Llegaron las vacaciones de verano y, con ellas, la pausa tan esperada por nuestros hijos tras meses de clases. Para muchas familias del Valle del Mezquital, esta temporada representa una oportunidad para reconectar con nuestras raíces, con la tierra y, por supuesto, con las maravillas naturales que hacen de esta región un referente turístico nacional.
No es exageración decir que el corredor de los balnearios es el corazón turístico de Hidalgo durante el verano. Municipios como Ixmiquilpan, Chilcuautla, Huichapan, Tasquillo, Tecozautla, Mixquiahuala y Progreso de Obregón concentran una riqueza natural única: aguas termales de distintas temperaturas, parques acuáticos de primer nivel y una tradición de hospitalidad que se transmite de generación en generación. Espacios como El Géiser, El Tephé, Dios Padre o el parque EcoAlberto no solo reciben visitantes, los maravillan.
Mención especial merece el parque ecoturístico El Río, en Progreso de Obregón. Este sitio, ubicado a las faldas del Cerro del Elefante, es una joya natural donde el agua brota directamente de entre las rocas para llenar sus albercas, convirtiéndose en uno de los pocos parques acuáticos gratuitos del estado. Es un orgullo regional y un símbolo de cómo la naturaleza puede regalarnos paisajes y experiencias inolvidables.

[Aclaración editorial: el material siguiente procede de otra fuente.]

// FPS counter: ticks once per second with the frame rate over that second

use std::time::{Duration, Instant};

const TICK: Duration = Duration::from_secs(1);

pub struct FpsTimer {
    last_tick: Instant,
    frames: u32,
}

impl FpsTimer {
    pub fn start(now: Instant) -> Self {
        Self {
            last_tick: now,
            frames: 0,
        }
    }

    /// Count a presented frame; returns the frame rate once a second has passed
    pub fn frame(&mut self, now: Instant) -> Option<f32> {
        self.frames += 1;

        let elapsed = now.saturating_duration_since(self.last_tick);
        if elapsed < TICK {
            return None;
        }

        let fps = self.frames as f32 / elapsed.as_secs_f32();
        self.frames = 0;
        self.last_tick = now;
        Some(fps)
    }
}

#[cfg(test)]
mod tests {
    use super::*;

    #[test]
    fn silent_within_a_second() {
        let start = Instant::now();
        let mut timer = FpsTimer::start(start);
        assert_eq!(timer.frame(start + Duration::from_millis(16)), None);
        assert_eq!(timer.frame(start + Duration::from_millis(999)), None);
    }

    #[test]
    fn reports_rate_and_restarts() {
        let start = Instant::now();
        let mut timer = FpsTimer::start(start);

        for i in 1..60 {
            assert_eq!(timer.frame(start + Duration::from_millis(i * 16)), None);
        }
        let fps = timer.frame(start + Duration::from_secs(1)).unwrap();
        assert!((fps - 60.0).abs() < f32::EPSILON * 100.0);

        assert_eq!(timer.frame(start + Duration::from_millis(1500)), None);
        let fps = timer.frame(start + Duration::from_secs(2)).unwrap();
        assert!((fps - 2.0).abs() < 0.001);
    }
}
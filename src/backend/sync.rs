// Synchronization primitives
//
// The per-slot semaphore orders acquire -> render on the GPU; the per-slot
// fence keeps the CPU at most `frames_in_flight` frames ahead of it. The
// render -> present semaphores live with the swapchain images (frames.rs).

use ash::vk;

use super::handles::{take, Factory, Releaser};
use crate::error::Result;

/// Frame synchronization - one per frame in flight
pub struct FrameSync {
    pub image_available: vk::Semaphore,
    pub in_flight_fence: vk::Fence,
}

impl FrameSync {
    pub fn new(device: &impl Factory) -> Result<Self> {
        let mut sync = Self {
            image_available: vk::Semaphore::null(),
            in_flight_fence: vk::Fence::null(),
        };

        if let Err(e) = sync.create_objects(device) {
            sync.release(device);
            return Err(e);
        }
        Ok(sync)
    }

    fn create_objects(&mut self, device: &impl Factory) -> Result<()> {
        self.image_available = device.create_semaphore()?;
        self.in_flight_fence = device.create_fence(true)?; // Start signaled
        Ok(())
    }

    pub fn release(&mut self, releaser: &impl Releaser) {
        if let Some(semaphore) = take(&mut self.image_available) {
            releaser.destroy_semaphore(semaphore);
        }
        if let Some(fence) = take(&mut self.in_flight_fence) {
            releaser.destroy_fence(fence);
        }
    }
}

/// Rotates through sync slots and remembers which slot's fence last
/// guarded each swapchain image.
pub struct FramePacer {
    current: usize,
    slots: usize,
    images_in_flight: Vec<vk::Fence>,
}

impl FramePacer {
    pub fn new(slots: usize) -> Self {
        Self {
            current: 0,
            slots: slots.max(1),
            images_in_flight: Vec::new(),
        }
    }

    pub fn current(&self) -> usize {
        self.current
    }

    pub fn advance(&mut self) {
        self.current = (self.current + 1) % self.slots;
    }

    /// Forget image ownership after the swapchain was rebuilt
    pub fn reset_images(&mut self, image_count: usize) {
        self.images_in_flight.clear();
        self.images_in_flight.resize(image_count, vk::Fence::null());
    }

    /// Claim `image` for `fence`, returning the fence that still guards it
    /// (null when the image is free).
    pub fn claim_image(&mut self, image: usize, fence: vk::Fence) -> vk::Fence {
        match self.images_in_flight.get_mut(image) {
            Some(slot) => std::mem::replace(slot, fence),
            None => vk::Fence::null(),
        }
    }
}

#[cfg(test)]
mod tests {
    use super::*;
    use crate::backend::handles::fake::FakeDevice;
    use ash::vk::Handle;

    #[test]
    fn pacer_cycles_through_slots() {
        let mut pacer = FramePacer::new(2);
        let seen: Vec<_> = (0..5)
            .map(|_| {
                let slot = pacer.current();
                pacer.advance();
                slot
            })
            .collect();
        assert_eq!(seen, [0, 1, 0, 1, 0]);
    }

    #[test]
    fn single_slot_pacer_never_moves() {
        let mut pacer = FramePacer::new(0);
        pacer.advance();
        assert_eq!(pacer.current(), 0);
    }

    #[test]
    fn claiming_an_image_reports_previous_owner() {
        let mut pacer = FramePacer::new(2);
        pacer.reset_images(3);
        let a = vk::Fence::from_raw(1);
        let b = vk::Fence::from_raw(2);

        assert_eq!(pacer.claim_image(1, a), vk::Fence::null());
        assert_eq!(pacer.claim_image(1, b), a);
        assert_eq!(pacer.claim_image(0, b), vk::Fence::null());

        pacer.reset_images(3);
        assert_eq!(pacer.claim_image(1, a), vk::Fence::null());
    }

    #[test]
    fn release_is_idempotent() {
        let releaser = FakeDevice::default();
        let mut sync = FrameSync {
            image_available: vk::Semaphore::from_raw(1),
            in_flight_fence: vk::Fence::from_raw(3),
        };

        sync.release(&releaser);
        sync.release(&releaser);

        assert_eq!(releaser.kinds(), ["semaphore", "fence"]);
    }

    #[test]
    fn failed_fence_releases_the_semaphore() {
        let device = FakeDevice::default();
        device.fail_on.set(Some("fence"));

        assert!(FrameSync::new(&device).is_err());

        assert_eq!(device.kinds(), ["semaphore"]);
        device.assert_all_released();
    }
}
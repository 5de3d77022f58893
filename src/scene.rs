// The one static triangle this renderer draws

use bytemuck::{Pod, Zeroable};
use glam::{Vec2, Vec3};

/// Interleaved vertex: 2 floats position, 3 floats color, tightly packed
#[repr(C)]
#[derive(Debug, Clone, Copy, Pod, Zeroable)]
pub struct Vertex {
    pub position: Vec2,
    pub color: Vec3,
}

impl Vertex {
    pub const fn new(position: [f32; 2], color: [f32; 3]) -> Self {
        Self {
            position: Vec2::new(position[0], position[1]),
            color: Vec3::new(color[0], color[1], color[2]),
        }
    }
}

/// Clockwise in framebuffer space (y points down), matching the front face.
pub const TRIANGLE: [Vertex; 3] = [
    Vertex::new([0.0, -0.5], [1.0, 0.0, 0.0]),
    Vertex::new([0.5, 0.5], [0.0, 1.0, 0.0]),
    Vertex::new([-0.5, 0.5], [0.0, 0.0, 1.0]),
];
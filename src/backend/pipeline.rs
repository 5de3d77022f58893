// Graphics pipeline + render pass
//
// Fixed configuration: one color attachment, one subpass, the triangle's
// vertex layout, viewport/scissor baked to the swapchain extent. Nothing
// here is data-driven; a new extent means a new pipeline.

use ash::vk;
use std::mem::{offset_of, size_of};

use super::handles::{take, Releaser};
use super::shader::{create_shader_module, ShaderCode};
use crate::error::{RenderError, Result, VkResultExt};
use crate::scene::Vertex;

/// Single color attachment: cleared on load, kept on store, ends ready to present
pub fn create_render_pass(device: &ash::Device, format: vk::Format) -> Result<vk::RenderPass> {
    let color_attachment = vk::AttachmentDescription::builder()
        .format(format)
        .samples(vk::SampleCountFlags::TYPE_1)
        .load_op(vk::AttachmentLoadOp::CLEAR)
        .store_op(vk::AttachmentStoreOp::STORE)
        .stencil_load_op(vk::AttachmentLoadOp::DONT_CARE)
        .stencil_store_op(vk::AttachmentStoreOp::DONT_CARE)
        .initial_layout(vk::ImageLayout::UNDEFINED)
        .final_layout(vk::ImageLayout::PRESENT_SRC_KHR)
        .build();

    let color_attachment_ref = vk::AttachmentReference::builder()
        .attachment(0)
        .layout(vk::ImageLayout::COLOR_ATTACHMENT_OPTIMAL)
        .build();

    let color_attachments = &[color_attachment_ref];
    let subpass = vk::SubpassDescription::builder()
        .pipeline_bind_point(vk::PipelineBindPoint::GRAPHICS)
        .color_attachments(color_attachments)
        .build();

    // The clear may not start before the acquire semaphore's wait stage
    let dependency = vk::SubpassDependency::builder()
        .src_subpass(vk::SUBPASS_EXTERNAL)
        .dst_subpass(0)
        .src_stage_mask(vk::PipelineStageFlags::COLOR_ATTACHMENT_OUTPUT)
        .src_access_mask(vk::AccessFlags::empty())
        .dst_stage_mask(vk::PipelineStageFlags::COLOR_ATTACHMENT_OUTPUT)
        .dst_access_mask(
            vk::AccessFlags::COLOR_ATTACHMENT_READ | vk::AccessFlags::COLOR_ATTACHMENT_WRITE,
        )
        .build();

    let attachments = &[color_attachment];
    let subpasses = &[subpass];
    let dependencies = &[dependency];

    let render_pass_info = vk::RenderPassCreateInfo::builder()
        .attachments(attachments)
        .subpasses(subpasses)
        .dependencies(dependencies);

    unsafe { device.create_render_pass(&render_pass_info, None) }.creating("render pass")
}

/// Vertex input description for the triangle (position + color, interleaved)
pub fn vertex_input_info() -> (
    [vk::VertexInputBindingDescription; 1],
    [vk::VertexInputAttributeDescription; 2],
) {
    let binding = vk::VertexInputBindingDescription::builder()
        .binding(0)
        .stride(size_of::<Vertex>() as u32)
        .input_rate(vk::VertexInputRate::VERTEX)
        .build();

    let position_attr = vk::VertexInputAttributeDescription::builder()
        .binding(0)
        .location(0)
        .format(vk::Format::R32G32_SFLOAT)
        .offset(offset_of!(Vertex, position) as u32)
        .build();

    let color_attr = vk::VertexInputAttributeDescription::builder()
        .binding(0)
        .location(1)
        .format(vk::Format::R32G32B32_SFLOAT)
        .offset(offset_of!(Vertex, color) as u32)
        .build();

    ([binding], [position_attr, color_attr])
}

/// Pipeline and its (empty) layout
#[derive(Default)]
pub struct PipelineResources {
    pub layout: vk::PipelineLayout,
    pub pipeline: vk::Pipeline,
}

impl PipelineResources {
    pub fn build(
        device: &ash::Device,
        render_pass: vk::RenderPass,
        extent: vk::Extent2D,
        shaders: &ShaderCode,
    ) -> Result<Self> {
        // No descriptor sets, no push constants
        let layout_info = vk::PipelineLayoutCreateInfo::builder();
        let layout = unsafe { device.create_pipeline_layout(&layout_info, None) }
            .creating("pipeline layout")?;

        let vert_shader = create_shader_module(device, &shaders.vertex);
        let frag_shader = create_shader_module(device, &shaders.fragment);
        let modules: Vec<vk::ShaderModule> = [&vert_shader, &frag_shader]
            .into_iter()
            .filter_map(|module| module.as_ref().ok().copied())
            .collect();

        let pipeline = vert_shader.and_then(|vert| {
            frag_shader.and_then(|frag| {
                create_graphics_pipeline(device, render_pass, layout, extent, vert, frag)
            })
        });

        // Modules are only needed while the pipeline is compiled
        for module in modules {
            unsafe { device.destroy_shader_module(module, None) };
        }

        match pipeline {
            Ok(pipeline) => Ok(Self { layout, pipeline }),
            Err(e) => {
                unsafe { device.destroy_pipeline_layout(layout, None) };
                Err(e)
            }
        }
    }

    pub fn release(&mut self, releaser: &impl Releaser) {
        if let Some(pipeline) = take(&mut self.pipeline) {
            releaser.destroy_pipeline(pipeline);
        }
        if let Some(layout) = take(&mut self.layout) {
            releaser.destroy_pipeline_layout(layout);
        }
    }
}

fn create_graphics_pipeline(
    device: &ash::Device,
    render_pass: vk::RenderPass,
    layout: vk::PipelineLayout,
    extent: vk::Extent2D,
    vert_shader: vk::ShaderModule,
    frag_shader: vk::ShaderModule,
) -> Result<vk::Pipeline> {
    let entry_point = c"main";

    let vert_stage = vk::PipelineShaderStageCreateInfo::builder()
        .stage(vk::ShaderStageFlags::VERTEX)
        .module(vert_shader)
        .name(entry_point)
        .build();

    let frag_stage = vk::PipelineShaderStageCreateInfo::builder()
        .stage(vk::ShaderStageFlags::FRAGMENT)
        .module(frag_shader)
        .name(entry_point)
        .build();

    let shader_stages = &[vert_stage, frag_stage];

    let (bindings, attributes) = vertex_input_info();
    let vertex_input_info = vk::PipelineVertexInputStateCreateInfo::builder()
        .vertex_binding_descriptions(&bindings)
        .vertex_attribute_descriptions(&attributes);

    let input_assembly = vk::PipelineInputAssemblyStateCreateInfo::builder()
        .topology(vk::PrimitiveTopology::TRIANGLE_LIST)
        .primitive_restart_enable(false);

    // Viewport and scissor cover the whole extent
    let viewports = &[full_viewport(extent)];
    let scissors = &[vk::Rect2D {
        offset: vk::Offset2D { x: 0, y: 0 },
        extent,
    }];
    let viewport_state = vk::PipelineViewportStateCreateInfo::builder()
        .viewports(viewports)
        .scissors(scissors);

    let rasterizer = vk::PipelineRasterizationStateCreateInfo::builder()
        .depth_clamp_enable(false)
        .rasterizer_discard_enable(false)
        .polygon_mode(vk::PolygonMode::FILL)
        .line_width(1.0)
        .cull_mode(vk::CullModeFlags::BACK)
        .front_face(vk::FrontFace::CLOCKWISE)
        .depth_bias_enable(false);

    let multisampling = vk::PipelineMultisampleStateCreateInfo::builder()
        .sample_shading_enable(false)
        .rasterization_samples(vk::SampleCountFlags::TYPE_1);

    // Opaque, no blending
    let color_blend_attachment = vk::PipelineColorBlendAttachmentState::builder()
        .color_write_mask(vk::ColorComponentFlags::RGBA)
        .blend_enable(false)
        .build();

    let color_blend_attachments = &[color_blend_attachment];
    let color_blending = vk::PipelineColorBlendStateCreateInfo::builder()
        .logic_op_enable(false)
        .attachments(color_blend_attachments);

    let pipeline_info = vk::GraphicsPipelineCreateInfo::builder()
        .stages(shader_stages)
        .vertex_input_state(&vertex_input_info)
        .input_assembly_state(&input_assembly)
        .viewport_state(&viewport_state)
        .rasterization_state(&rasterizer)
        .multisample_state(&multisampling)
        .color_blend_state(&color_blending)
        .layout(layout)
        .render_pass(render_pass)
        .subpass(0)
        .build();

    let pipelines = unsafe {
        device.create_graphics_pipelines(vk::PipelineCache::null(), &[pipeline_info], None)
    }
    .map_err(|(_, result)| result)
    .creating("graphics pipeline")?;

    pipelines
        .first()
        .copied()
        .ok_or(RenderError::ResourceCreationFailure {
            resource: "graphics pipeline",
            result: vk::Result::ERROR_UNKNOWN,
        })
}

pub fn full_viewport(extent: vk::Extent2D) -> vk::Viewport {
    vk::Viewport {
        x: 0.0,
        y: 0.0,
        width: extent.width as f32,
        height: extent.height as f32,
        min_depth: 0.0,
        max_depth: 1.0,
    }
}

Sin embargo, con el arribo masivo de turistas, muchos provenientes del Estado de México y de la Ciudad de México, también llegan los retos. Las autopistas se saturan, los accesos a los balnearios se congestionan, y los cuerpos de agua reciben a miles de personas, algunas sin el más mínimo cuidado por la higiene o la preservación del entorno. La basura se acumula, el agua se ensucia y lo que debía ser un descanso reparador para todos se convierte, en algunos casos, en un deterioro innecesario de nuestro patrimonio natural.
Año con año, también se reportan accidentes, algunos fatales, por descuidos en zonas acuáticas. No basta con abrir las puertas de nuestros balnearios: se requiere una cultura del cuidado, del respeto a los señalamientos, de la prevención. Las vacaciones no deben traducirse en tragedias ni para visitantes ni para comunidades anfitrionas.
En ese sentido, las autoridades municipales, estatales y federales tienen una responsabilidad fundamental: deben redoblar esfuerzos para prevenir accidentes viales y acuáticos, y regular de manera eficiente y eficaz la venta de bebidas alcohólicas. Es preocupante que, con tal de mantener la venta, se permita el consumo incluso a menores de edad. No podemos seguir tolerando que la omisión reemplace a la autoridad.
Si usted va a salir de vacaciones al Corredor de Balnearios, hágalo con responsabilidad: cuide a su familia, respete el entorno, sea consciente del ecosistema y actúe con responsabilidad ambiental. Porque la naturaleza, si no la cuidamos, tarde o temprano nos va a pasar factura.
Hidalgo tiene mucho que ofrecer. El turismo es una de nuestras principales fortalezas, y el Valle del Mezquital es su estandarte. Preservar nuestras aguas termales, nuestros paisajes y nuestros espacios ecoturísticos es tarea de todos. Que este verano no solo sea tiempo de descanso, sino también de conciencia. Porque disfrutar también es cuidar.